**WORK ORDER**
Look for "DomainError" in each line of the records, and copy the lines that have it.

Entries taken from a collection:
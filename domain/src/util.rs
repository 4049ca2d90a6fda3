//! Shared utility functions.

/// Truncate a string to approximately `max_bytes` without splitting a UTF-8
/// character boundary.
///
/// Returns a sub-slice of the original string. If the string is shorter than
/// `max_bytes`, the entire string is returned unchanged.
pub fn truncate_str(s: &str, max_bytes: usize) -> &str {
    if s.len() <= max_bytes {
        return s;
    }
    let mut end = max_bytes;
    while end > 0 && !s.is_char_boundary(end) {
        end -= 1;
    }
    &s[..end]
}

/// Estimate the token count of a prompt.
///
/// Neither backend publishes a client-side tokenizer, so this is a character
/// heuristic: each CJK codepoint counts as one token, all remaining
/// characters count one token per four, rounded up. Used to pre-flight
/// requests against a model's token budget before any network call.
pub fn estimate_tokens(text: &str) -> usize {
    let mut cjk = 0usize;
    let mut other = 0usize;
    for c in text.chars() {
        if is_cjk(c) {
            cjk += 1;
        } else {
            other += 1;
        }
    }
    cjk + other.div_ceil(4)
}

fn is_cjk(c: char) -> bool {
    matches!(c,
        '\u{4e00}'..='\u{9fff}'      // CJK Unified Ideographs
        | '\u{3400}'..='\u{4dbf}'    // Extension A
        | '\u{3000}'..='\u{303f}'    // CJK punctuation
        | '\u{ff00}'..='\u{ffef}'    // Fullwidth forms
        | '\u{3040}'..='\u{30ff}'    // Kana
    )
}

#[cfg(test)]
mod tests {
    use super::*;

    #[test]
    fn truncate_ascii() {
        assert_eq!(truncate_str("hello world", 5), "hello");
    }

    #[test]
    fn truncate_no_op_when_short() {
        assert_eq!(truncate_str("hi", 10), "hi");
    }

    #[test]
    fn truncate_multibyte_boundary() {
        let s = "题目内容"; // 12 bytes: 3+3+3+3
        assert_eq!(truncate_str(s, 4), "题");
        assert_eq!(truncate_str(s, 6), "题目");
    }

    #[test]
    fn estimate_ascii_four_chars_per_token() {
        assert_eq!(estimate_tokens("abcd"), 1);
        assert_eq!(estimate_tokens("abcde"), 2);
        assert_eq!(estimate_tokens(""), 0);
    }

    #[test]
    fn estimate_cjk_one_char_per_token() {
        assert_eq!(estimate_tokens("题目"), 2);
    }

    #[test]
    fn estimate_mixed_text() {
        // 2 CJK + 8 ascii -> 2 + 2
        assert_eq!(estimate_tokens("题目abcdefgh"), 4);
    }
}
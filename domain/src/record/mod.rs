//! Structured records and response validation

pub mod entities;
pub mod validator;

pub use entities::StructuredRecord;
pub use validator::{
    FieldIssue, FieldIssueKind, ValidationFailure, extract_json_from_text, validate_response,
};
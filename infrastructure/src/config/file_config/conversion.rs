//! Conversion defaults from TOML (`[conversion]` section)

use examforge_domain::Model;
use serde::{Deserialize, Serialize};

#[derive(Debug, Clone, Serialize, Deserialize)]
#[serde(default)]
pub struct FileConversionConfig {
    /// Model used when `--model` is not given.
    pub default_model: String,
    /// Schema used when `--schema` is not given.
    pub default_schema: Option<String>,
    /// Sampling temperature sent with every request.
    pub temperature: f32,
}

impl Default for FileConversionConfig {
    fn default() -> Self {
        Self {
            default_model: Model::default().to_string(),
            default_schema: None,
            temperature: 0.3,
        }
    }
}

impl FileConversionConfig {
    /// Parse the configured default model.
    pub fn parse_default_model(&self) -> Model {
        self.default_model.parse().unwrap_or_default()
    }
}
//! Provider configuration from TOML (`[providers]` section)

use serde::{Deserialize, Serialize};

/// DeepSeek API provider configuration.
#[derive(Debug, Clone, Serialize, Deserialize)]
#[serde(default)]
pub struct FileDeepseekConfig {
    /// Environment variable name for the API key (default: "DEEPSEEK_API_KEY").
    pub api_key_env: String,
    /// Direct API key. Takes priority over the env var when set.
    pub api_key: Option<String>,
    /// Base URL for the DeepSeek API.
    pub base_url: String,
    /// Request timeout in seconds.
    pub timeout_secs: u64,
}

impl Default for FileDeepseekConfig {
    fn default() -> Self {
        Self {
            api_key_env: "DEEPSEEK_API_KEY".to_string(),
            api_key: None,
            base_url: "https://api.deepseek.com".to_string(),
            timeout_secs: 30,
        }
    }
}

impl FileDeepseekConfig {
    /// Resolve the API key: inline value wins, then the configured env var.
    pub fn resolve_api_key(&self) -> Option<String> {
        resolve_key(self.api_key.as_deref(), &self.api_key_env)
    }
}

/// Qwen (DashScope) API provider configuration.
#[derive(Debug, Clone, Serialize, Deserialize)]
#[serde(default)]
pub struct FileQwenConfig {
    /// Environment variable name for the API key (default: "DASHSCOPE_API_KEY").
    pub api_key_env: String,
    /// Direct API key. Takes priority over the env var when set.
    pub api_key: Option<String>,
    /// Base URL for the DashScope API.
    pub base_url: String,
    /// Request timeout in seconds.
    pub timeout_secs: u64,
}

impl Default for FileQwenConfig {
    fn default() -> Self {
        Self {
            api_key_env: "DASHSCOPE_API_KEY".to_string(),
            api_key: None,
            base_url: "https://dashscope.aliyuncs.com".to_string(),
            timeout_secs: 30,
        }
    }
}

impl FileQwenConfig {
    /// Resolve the API key: inline value wins, then the configured env var.
    pub fn resolve_api_key(&self) -> Option<String> {
        resolve_key(self.api_key.as_deref(), &self.api_key_env)
    }
}

fn resolve_key(inline: Option<&str>, env_name: &str) -> Option<String> {
    if let Some(key) = inline
        && !key.trim().is_empty()
    {
        return Some(key.to_string());
    }
    std::env::var(env_name)
        .ok()
        .filter(|k| !k.trim().is_empty())
}

#[derive(Debug, Clone, Default, Serialize, Deserialize)]
#[serde(default)]
pub struct FileProvidersConfig {
    /// DeepSeek API settings.
    pub deepseek: FileDeepseekConfig,
    /// Qwen (DashScope) API settings.
    pub qwen: FileQwenConfig,
}
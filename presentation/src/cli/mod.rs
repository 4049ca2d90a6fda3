//! CLI argument parsing

pub mod commands;

pub use commands::{Cli, Command, ConvertArgs, RecordFormat, SchemaCommand};
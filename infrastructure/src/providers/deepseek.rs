//! DeepSeek adapter (OpenAI-style chat completions API)

use super::{ProviderAdapter, ProviderKind, map_status_error, map_transport_error, preflight_token_check};
use crate::config::FileDeepseekConfig;
use async_trait::async_trait;
use examforge_application::ports::llm_gateway::GatewayError;
use examforge_domain::Model;
use serde::{Deserialize, Serialize};
use std::time::Duration;
use tracing::debug;

/// Gateway adapter for the DeepSeek chat completions endpoint
pub struct DeepseekGateway {
    http: reqwest::Client,
    api_key: String,
    base_url: String,
    temperature: f32,
}

impl DeepseekGateway {
    /// Build from file configuration. Fails when no API key can be resolved.
    pub fn new(config: &FileDeepseekConfig, temperature: f32) -> Result<Self, GatewayError> {
        let api_key = config.resolve_api_key().ok_or_else(|| {
            GatewayError::MissingCredential(format!(
                "set {} or [providers.deepseek] api_key",
                config.api_key_env
            ))
        })?;

        let http = reqwest::Client::builder()
            .timeout(Duration::from_secs(config.timeout_secs))
            .build()
            .map_err(|e| GatewayError::Network(format!("HTTP client init failed: {}", e)))?;

        Ok(Self {
            http,
            api_key,
            base_url: config.base_url.trim_end_matches('/').to_string(),
            temperature,
        })
    }
}

#[async_trait]
impl ProviderAdapter for DeepseekGateway {
    fn kind(&self) -> ProviderKind {
        ProviderKind::Deepseek
    }

    async fn complete(
        &self,
        model: &Model,
        system_prompt: &str,
        user_prompt: &str,
    ) -> Result<String, GatewayError> {
        preflight_token_check(model, system_prompt, user_prompt)?;

        let body = ChatCompletionRequest {
            model: model.as_str(),
            messages: vec![
                ChatMessage {
                    role: "system",
                    content: system_prompt,
                },
                ChatMessage {
                    role: "user",
                    content: user_prompt,
                },
            ],
            temperature: self.temperature,
            max_tokens: model.token_budget(),
        };

        let url = format!("{}/v1/chat/completions", self.base_url);
        debug!("POST {} (model {})", url, model);

        let response = self
            .http
            .post(&url)
            .bearer_auth(&self.api_key)
            .json(&body)
            .send()
            .await
            .map_err(|e| map_transport_error(ProviderKind::Deepseek, e))?;

        let status = response.status();
        if !status.is_success() {
            let body = response.text().await.unwrap_or_default();
            return Err(map_status_error(ProviderKind::Deepseek, status, body));
        }

        let parsed: ChatCompletionResponse = response
            .json()
            .await
            .map_err(|e| GatewayError::InvalidResponse(e.to_string()))?;

        parsed
            .choices
            .into_iter()
            .next()
            .map(|c| c.message.content)
            .ok_or_else(|| GatewayError::InvalidResponse("response has no choices".to_string()))
    }
}

#[derive(Debug, Serialize)]
struct ChatCompletionRequest<'a> {
    model: &'a str,
    messages: Vec<ChatMessage<'a>>,
    temperature: f32,
    max_tokens: usize,
}

#[derive(Debug, Serialize)]
struct ChatMessage<'a> {
    role: &'static str,
    content: &'a str,
}

#[derive(Debug, Deserialize)]
struct ChatCompletionResponse {
    choices: Vec<ChatChoice>,
}

#[derive(Debug, Deserialize)]
struct ChatChoice {
    message: ChatResponseMessage,
}

#[derive(Debug, Deserialize)]
struct ChatResponseMessage {
    content: String,
}
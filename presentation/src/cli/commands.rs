//! CLI command definitions

use clap::{Parser, Subcommand, ValueEnum};
use std::path::PathBuf;

/// Output format for converted records
#[derive(Debug, Clone, Copy, ValueEnum)]
pub enum RecordFormat {
    /// Human-readable field-by-field listing
    Pretty,
    /// Raw JSON array
    Json,
}

/// CLI arguments for examforge
#[derive(Parser, Debug)]
#[command(name = "examforge")]
#[command(author, version, about = "Convert raw exam questions to structured records via AI")]
#[command(long_about = r#"
examforge sends raw multiple-choice question text to an AI backend (DeepSeek
or Qwen), validates the JSON reply against a question-type schema, and can
export the result to an XLSX spreadsheet.

Configuration files are loaded from (in priority order):
1. --config <path>       Explicit config file
2. ./examforge.toml      Project-level config
3. ~/.config/examforge/config.toml   Global config

API keys are read from DEEPSEEK_API_KEY / DASHSCOPE_API_KEY unless
configured otherwise.

Example:
  examforge convert -s single_choice -m qwen-plus --input questions.txt --export
  examforge schema list
  examforge models
"#)]
pub struct Cli {
    #[command(subcommand)]
    pub command: Option<Command>,

    /// Verbosity level (-v = info, -vv = debug, -vvv = trace)
    #[arg(short, long, action = clap::ArgAction::Count, global = true)]
    pub verbose: u8,

    /// Suppress progress indicators
    #[arg(short, long, global = true)]
    pub quiet: bool,

    /// Path to configuration file
    #[arg(long, value_name = "PATH", global = true)]
    pub config: Option<PathBuf>,

    /// Disable loading of configuration files
    #[arg(long, global = true)]
    pub no_config: bool,

    /// Print configuration file locations and exit
    #[arg(long, global = true)]
    pub show_config: bool,
}

#[derive(Subcommand, Debug)]
pub enum Command {
    /// Convert raw question text into structured records
    Convert(ConvertArgs),

    /// Manage question-type schemas
    Schema {
        #[command(subcommand)]
        command: SchemaCommand,
    },

    /// List the available models
    Models,
}

#[derive(clap::Args, Debug)]
pub struct ConvertArgs {
    /// Raw question text (reads --input or stdin when omitted)
    pub text: Option<String>,

    /// Question-type schema id (e.g. single_choice)
    #[arg(short, long, value_name = "ID")]
    pub schema: Option<String>,

    /// Model to use for the conversion
    #[arg(short, long, value_name = "MODEL")]
    pub model: Option<String>,

    /// Read question text from a file
    #[arg(short, long, value_name = "PATH")]
    pub input: Option<PathBuf>,

    /// Export the records to an XLSX file after conversion
    #[arg(short, long)]
    pub export: bool,

    /// Explicit export destination (implies --export)
    #[arg(long, value_name = "PATH")]
    pub out: Option<PathBuf>,

    /// How to print the converted records
    #[arg(short, long, value_enum, default_value = "pretty")]
    pub format: RecordFormat,
}

#[derive(Subcommand, Debug)]
pub enum SchemaCommand {
    /// List all question types
    List,

    /// Show one question type in full
    Show {
        /// Schema id
        id: String,
    },

    /// Add a question type from a JSON definition file
    Add {
        /// Path to the JSON definition
        file: PathBuf,
    },

    /// Replace a question type with a new JSON definition
    Update {
        /// Schema id
        id: String,
        /// Path to the JSON definition
        file: PathBuf,
    },

    /// Delete a question type
    Delete {
        /// Schema id
        id: String,
    },
}

#[cfg(test)]
mod tests {
    use super::*;

    #[test]
    fn test_convert_args_parse() {
        let cli = Cli::parse_from([
            "examforge", "convert", "-s", "single_choice", "-m", "qwen-max", "--export",
            "2+2=?",
        ]);
        let Some(Command::Convert(args)) = cli.command else {
            panic!("expected convert");
        };
        assert_eq!(args.schema.as_deref(), Some("single_choice"));
        assert_eq!(args.model.as_deref(), Some("qwen-max"));
        assert!(args.export);
        assert_eq!(args.text.as_deref(), Some("2+2=?"));
    }

    #[test]
    fn test_schema_subcommands_parse() {
        let cli = Cli::parse_from(["examforge", "schema", "delete", "true_false"]);
        let Some(Command::Schema { command }) = cli.command else {
            panic!("expected schema");
        };
        assert!(matches!(command, SchemaCommand::Delete { id } if id == "true_false"));
    }

    #[test]
    fn test_global_flags_after_subcommand() {
        let cli = Cli::parse_from(["examforge", "models", "-vv", "--no-config"]);
        assert_eq!(cli.verbose, 2);
        assert!(cli.no_config);
    }

    #[test]
    fn test_show_config_needs_no_subcommand() {
        let cli = Cli::parse_from(["examforge", "--show-config"]);
        assert!(cli.show_config);
        assert!(cli.command.is_none());
    }

    #[test]
    fn test_verify_cli() {
        use clap::CommandFactory;
        Cli::command().debug_assert();
    }
}
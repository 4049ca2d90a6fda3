//! Output formatters

pub mod console;

pub use console::ConsoleFormatter;
//! Output and storage paths from TOML (`[export]` and `[schemas]` sections)

use serde::{Deserialize, Serialize};
use std::path::PathBuf;

#[derive(Debug, Clone, Serialize, Deserialize)]
#[serde(default)]
pub struct FileExportConfig {
    /// Directory export files are written into, created on demand.
    pub output_dir: PathBuf,
}

impl Default for FileExportConfig {
    fn default() -> Self {
        Self {
            output_dir: PathBuf::from("exports"),
        }
    }
}

#[derive(Debug, Clone, Serialize, Deserialize)]
#[serde(default)]
pub struct FileSchemasConfig {
    /// JSON document holding the question-type schemas.
    pub path: PathBuf,
}

impl Default for FileSchemasConfig {
    fn default() -> Self {
        Self {
            path: PathBuf::from("schemas.json"),
        }
    }
}
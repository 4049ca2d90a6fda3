//! Spreadsheet export adapters

mod xlsx;

pub use xlsx::XlsxRecordExporter;
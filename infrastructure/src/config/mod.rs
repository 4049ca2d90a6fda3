//! Configuration loading and raw file structures

pub mod file_config;
pub mod loader;

pub use file_config::{
    ConfigIssue, FileConfig, FileConversionConfig, FileDeepseekConfig, FileExportConfig,
    FileProvidersConfig, FileQwenConfig, FileSchemasConfig, Severity,
};
pub use loader::ConfigLoader;
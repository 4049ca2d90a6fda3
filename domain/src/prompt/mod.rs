//! Prompt construction

pub mod template;

pub use template::PromptTemplate;
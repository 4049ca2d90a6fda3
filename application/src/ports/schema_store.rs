//! Schema store port
//!
//! CRUD access to persisted question-type schemas.

use examforge_domain::{DomainError, QuestionSchema};
use thiserror::Error;

/// Errors from schema store operations
#[derive(Error, Debug)]
pub enum SchemaStoreError {
    #[error("Unknown question type: {0}")]
    NotFound(String),

    #[error("Question type '{0}' already exists")]
    AlreadyExists(String),

    #[error(transparent)]
    Invalid(#[from] DomainError),

    #[error("Schema storage error: {0}")]
    Storage(String),
}

/// Persistent store of question-type schemas
///
/// Read-mostly, edited by a single operator; implementations replace the
/// backing document atomically on every write.
pub trait SchemaStore: Send + Sync {
    /// Add a new schema. Fails with `AlreadyExists` if the id is taken.
    fn create(&self, schema: QuestionSchema) -> Result<(), SchemaStoreError>;

    /// Replace an existing schema. Fails with `NotFound` for unknown ids.
    fn update(&self, id: &str, schema: QuestionSchema) -> Result<(), SchemaStoreError>;

    /// Remove a schema. Fails with `NotFound` for unknown ids.
    fn delete(&self, id: &str) -> Result<(), SchemaStoreError>;

    /// Fetch one schema by id
    fn get(&self, id: &str) -> Result<QuestionSchema, SchemaStoreError>;

    /// All schemas, in stored order
    fn list(&self) -> Result<Vec<QuestionSchema>, SchemaStoreError>;
}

**ANSWER SPACE**
use examforge_domain::{DomainError, QuestionSchema};
    Invalid(#[from] DomainError),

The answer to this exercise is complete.